Por supuesto, esta carga psicológica también viene acompañada de irremediables consecuencias fisiológicas.

“La depresión y la ansiedad nos afectan el sueño, cambian el apetito y producen fatiga”, añade el neurólogo.

Escáner de cerebro.

Getty Images
Sahakian y su equipo han estado investigando las variaciones en nuestro cerebro que provoca la pandemia.

No afecta a todos por igual

Como en todo, el cerebro pandémico lastra más a unos que otros. En esto entra en juego la resiliencia individual y el nivel de estrés al que estemos sometido.

No sufren lo mismo quienes han padecido el aislamiento social que aquellos que perdieron un familiar o conocido, se quedaron desempleados o estuvieron infectados.

En estos casos, además del estrés crónico, también puede aparecer el estrés postraumático, incrementando la inestabilidad de la salud mental, la depresión, el dolor y la ansiedad.

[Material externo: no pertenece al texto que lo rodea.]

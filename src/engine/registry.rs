use super::error::SimulatorError;
use crate::scenario::{Scenario, ScenarioRequest};

/// 등록 순서를 보존하는 시나리오 목록이다.
///
/// 선택은 등록 순서대로 `matches`를 평가하여 처음 일치한 시나리오를 고른다.
#[derive(Debug, Default, Clone)]
pub struct ScenarioRegistry {
    scenarios: Vec<Scenario>,
}

impl ScenarioRegistry {
    pub fn new() -> Self {
        Self::default()
    }

    /// 시나리오를 등록한다. 이름이 중복되면 오류를 반환한다.
    pub fn register(&mut self, scenario: Scenario) -> Result<(), SimulatorError> {
        if self.get(scenario.name()).is_some() {
            return Err(SimulatorError::DuplicateScenario(scenario.name().to_string()));
        }
        self.scenarios.push(scenario);
        Ok(())
    }

    /// 요청과 처음 일치하는 시나리오를 반환한다.
    pub fn select(&self, request: &ScenarioRequest) -> Option<&Scenario> {
        self.scenarios.iter().find(|scenario| scenario.matches(request))
    }

    pub fn get(&self, name: &str) -> Option<&Scenario> {
        self.scenarios.iter().find(|scenario| scenario.name() == name)
    }

    /// 등록 순서대로 시나리오 이름을 반환한다.
    pub fn names(&self) -> Vec<&str> {
        self.scenarios.iter().map(|s| s.name()).collect()
    }

    pub fn len(&self) -> usize {
        self.scenarios.len()
    }

    pub fn is_empty(&self) -> bool {
        self.scenarios.is_empty()
    }
}

#[cfg(test)]
mod tests {
    use super::*;
    use crate::scenario::{AnyRequest, FnExecutor, HeaderMatcher, ScenarioOutcome};

    fn fixed(name: &str, matcher: HeaderMatcher) -> Scenario {
        let reply = name.to_string();
        Scenario::new(
            name,
            matcher,
            FnExecutor::new(move |_: &ScenarioRequest| ScenarioOutcome::response(reply.clone())),
        )
    }

    #[test]
    fn duplicate_name_is_rejected_and_registry_is_unchanged() {
        let mut registry = ScenarioRegistry::new();
        registry
            .register(fixed("Echo", HeaderMatcher::new()))
            .expect("첫 등록 실패");
        let err = registry
            .register(fixed("Echo", HeaderMatcher::new().header("op", "x")))
            .expect_err("중복 이름은 거부되어야 한다");
        assert!(matches!(err, SimulatorError::DuplicateScenario(name) if name == "Echo"));
        assert_eq!(registry.len(), 1);
    }

    #[test]
    fn first_registered_match_wins() {
        let mut registry = ScenarioRegistry::new();
        registry
            .register(fixed("Specific", HeaderMatcher::new().header("op", "echo")))
            .expect("등록 실패");
        registry
            .register(Scenario::new(
                "CatchAll",
                AnyRequest,
                FnExecutor::new(|_: &ScenarioRequest| ScenarioOutcome::fault(404, "none")),
            ))
            .expect("등록 실패");
        registry
            .register(fixed("AlsoEcho", HeaderMatcher::new().header("op", "echo")))
            .expect("등록 실패");

        let echo = ScenarioRequest::new("hi").with_header("op", "echo");
        for _ in 0..3 {
            assert_eq!(registry.select(&echo).map(|s| s.name()), Some("Specific"));
        }
        let other = ScenarioRequest::new("hi").with_header("op", "other");
        assert_eq!(registry.select(&other).map(|s| s.name()), Some("CatchAll"));
        assert_eq!(registry.names(), vec!["Specific", "CatchAll", "AlsoEcho"]);
    }

    #[test]
    fn empty_registry_selects_nothing() {
        let registry = ScenarioRegistry::new();
        assert!(registry.is_empty());
        assert!(registry.select(&ScenarioRequest::new("hi")).is_none());
    }
}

Algunos hemos mostrado más resiliencia y creamos estrategias durante los confinamientos para mantenernos sanos, como seguir una rutina de ejercicio físico, pero para los más afectados este tipo de actividades puede ser más difícil de seguir”, diferencia Sahakian.

“La autogestión del estrés es algo personal que no todos logramos de la misma manera. Todos hemos tenido estrés en nuestra vida. Si logramos superarlo, este estrés hasta puede ser bueno en cierto punto” añade.

¿Es posible recuperarse?

El doctor Yassa quiere pensar que sí es posible superar los cambios sufridos, pero reconoce que no será de la noche a la mañana y que tomará tiempo.

“La gente se sobrepone a desastres naturales o la pérdida de seres queridos, así que de esto también deberíamos superarlo. Pero primero debe desaparecer la causa”, aclara.

“Según se vayan recuperando las libertades y la gente retome el contacto social, todos mejoraremos”, amplía Sahakian.

Persona llorando en una tumba en Indonesia en plena ola de coronavirus.

Getty Images
Las personas que han sufrido un ser querido pueden tardar más en recuperarse de los efectos psicológicos de la pandemia.

Mientras esperamos por la vuelta a la normalidad, los expertos igualmente aconsejan aplicar técnicas para traer de vuelta nuestras funciones cognitivas.

“Debemos retarnos con juegos de memoria para recuperarla, así también como ponernos a aprender cosas nuevas”, recomienda la doctora.

Yassa opina que debemos enfocarnos en crear una especie de armonía de ritmos.

“Levantarnos a la misma hora, comer regularmente y hacer ejercicio físico da mejores oportunidades al cerebro para recuperarse“.

Pero si bien estas actividades pueden ser suficientes para muchos, Sahakian reconoce que algunos podemos necesitar la ayuda de profesionales.